►

//! Ignore decisions delegated to `git check-ignore`.
//!
//! Locating the repository runs on the async runtime; individual checks are
//! blocking and happen inside the discovery walk, which already runs on a
//! blocking thread.

use std::path::{Path, PathBuf};
use std::process::{Command, Stdio};

use tokio::process::Command as AsyncCommand;
use tracing::warn;

use crate::application::backend::IgnoreOracle;

#[derive(Debug, Clone)]
pub struct GitCheckIgnore {
    program: String,
    repository: PathBuf,
}

impl GitCheckIgnore {
    /// Find the repository containing `root`; `None` when `root` is not inside one.
    pub async fn locate(program: impl Into<String>, root: &Path) -> Option<Self> {
        let program = program.into();
        let output = AsyncCommand::new(&program)
            .args(["rev-parse", "--show-toplevel"])
            .current_dir(root)
            .stdin(Stdio::null())
            .stderr(Stdio::null())
            .kill_on_drop(true)
            .output()
            .await;

        match output {
            Ok(output) if output.status.success() => {
                let top = String::from_utf8_lossy(&output.stdout).trim().to_string();
                if top.is_empty() {
                    return None;
                }
                Some(Self {
                    program,
                    repository: PathBuf::from(top),
                })
            }
            Ok(_) => None,
            Err(err) => {
                warn!(
                    target = "marimo_gateway::discovery",
                    program = %program,
                    error = %err,
                    "Failed to run git"
                );
                None
            }
        }
    }

    pub fn repository(&self) -> &Path {
        &self.repository
    }
}

impl IgnoreOracle for GitCheckIgnore {
    fn is_ignored(&self, path: &Path) -> bool {
        // Exit status 0 means ignored, 1 means not ignored.
        Command::new(&self.program)
            .args(["check-ignore", "--quiet"])
            .arg(path)
            .current_dir(&self.repository)
            .stdin(Stdio::null())
            .stdout(Stdio::null())
            .stderr(Stdio::null())
            .status()
            .is_ok_and(|status| status.success())
    }
}

#[cfg(test)]
mod tests {
    use super::*;

    use std::fs;

    use tempfile::TempDir;

    fn git(dir: &Path, args: &[&str]) -> bool {
        Command::new("git")
            .args(args)
            .current_dir(dir)
            .stdout(Stdio::null())
            .stderr(Stdio::null())
            .status()
            .is_ok_and(|status| status.success())
    }

    #[tokio::test]
    async fn outside_a_repository_there_is_no_oracle() {
        let dir = TempDir::new().unwrap();
        assert!(
            GitCheckIgnore::locate("/nonexistent/git", dir.path())
                .await
                .is_none()
        );
    }

    #[tokio::test]
    async fn check_ignore_follows_the_repository_rules() {
        let dir = TempDir::new().unwrap();
        if !git(dir.path(), &["init", "--quiet"]) {
            return;
        }
        fs::write(dir.path().join(".gitignore"), "build/\n").unwrap();
        fs::create_dir(dir.path().join("build")).unwrap();
        fs::write(dir.path().join("build/out.py"), "").unwrap();
        fs::write(dir.path().join("app.py"), "").unwrap();

        let oracle = GitCheckIgnore::locate("git", dir.path()).await.unwrap();
        assert!(oracle.is_ignored(&dir.path().join("build/out.py")));
        assert!(!oracle.is_ignored(&dir.path().join("app.py")));
    }
}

◄

Copy out the full listing so that each line matches exactly.

//! Ignore decisions delegated to `git check-ignore`.
//!
//! Locating the repository runs on the async runtime; individual checks are
//! blocking and happen inside the discovery walk, which already runs on a
//! blocking thread.

use std::path::{Path, PathBuf};
use std::process::{Command, Stdio};

use tokio::process::Command as AsyncCommand;
use tracing::warn;

use crate::application::backend::IgnoreOracle;

#[derive(Debug, Clone)]
pub struct GitCheckIgnore {
    program: String,
    repository: PathBuf,
}

impl GitCheckIgnore {
    /// Find the repository containing `root`; `None` when `root` is not inside one.
    pub async fn locate(program: impl Into<String>, root: &Path) -> Option<Self> {
        let program = program.into();
        let output = AsyncCommand::new(&program)
            .args(["rev-parse", "--show-toplevel"])
            .current_dir(root)
            .stdin(Stdio::null())
            .stderr(Stdio::null())
            .kill_on_drop(true)
            .output()
            .await;

        match output {
            Ok(output) if output.status.success() => {
                let top = String::from_utf8_lossy(&output.stdout).trim().to_string();
                if top.is_empty() {
                    return None;
                }
                Some(Self {
                    program,
                    repository: PathBuf::from(top),
                })
            }
            Ok(_) => None,
            Err(err) => {
                warn!(
                    target = "marimo_gateway::discovery",
                    program = %program,
                    error = %err,
                    "Failed to run git"
                );
                None
            }
        }
    }

    pub fn repository(&self) -> &Path {
        &self.repository
    }
}

impl IgnoreOracle for GitCheckIgnore {
    fn is_ignored(&self, path: &Path) -> bool {
        // Exit status 0 means ignored, 1 means not ignored.
        Command::new(&self.program)
            .args(["check-ignore", "--quiet"])
            .arg(path)
            .current_dir(&self.repository)
            .stdin(Stdio::null())
            .stdout(Stdio::null())
            .stderr(Stdio::null())
            .status()
            .is_ok_and(|status| status.success())
    }
}

#[cfg(test)]
mod tests {
    use super::*;

    use std::fs;

    use tempfile::TempDir;

    fn git(dir: &Path, args: &[&str]) -> bool {
        Command::new("git")
            .args(args)
            .current_dir(dir)
            .stdout(Stdio::null())
            .stderr(Stdio::null())
            .status()
            .is_ok_and(|status| status.success())
    }

    #[tokio::test]
    async fn outside_a_repository_there_is_no_oracle() {
        let dir = TempDir::new().unwrap();
        assert!(
            GitCheckIgnore::locate("/nonexistent/git", dir.path())
                .await
                .is_none()
        );
    }

    #[tokio::test]
    async fn check_ignore_follows_the_repository_rules() {
        let dir = TempDir::new().unwrap();
        if !git(dir.path(), &["init", "--quiet"]) {
            return;
        }
        fs::write(dir.path().join(".gitignore"), "build/\n").unwrap();
        fs::create_dir(dir.path().join("build")).unwrap();
        fs::write(dir.path().join("build/out.py"), "").unwrap();
        fs::write(dir.path().join("app.py"), "").unwrap();

        let oracle = GitCheckIgnore::locate("git", dir.path()).await.unwrap();
        assert!(oracle.is_ignored(&dir.path().join("build/out.py")));
        assert!(!oracle.is_ignored(&dir.path().join("app.py")));
    }
}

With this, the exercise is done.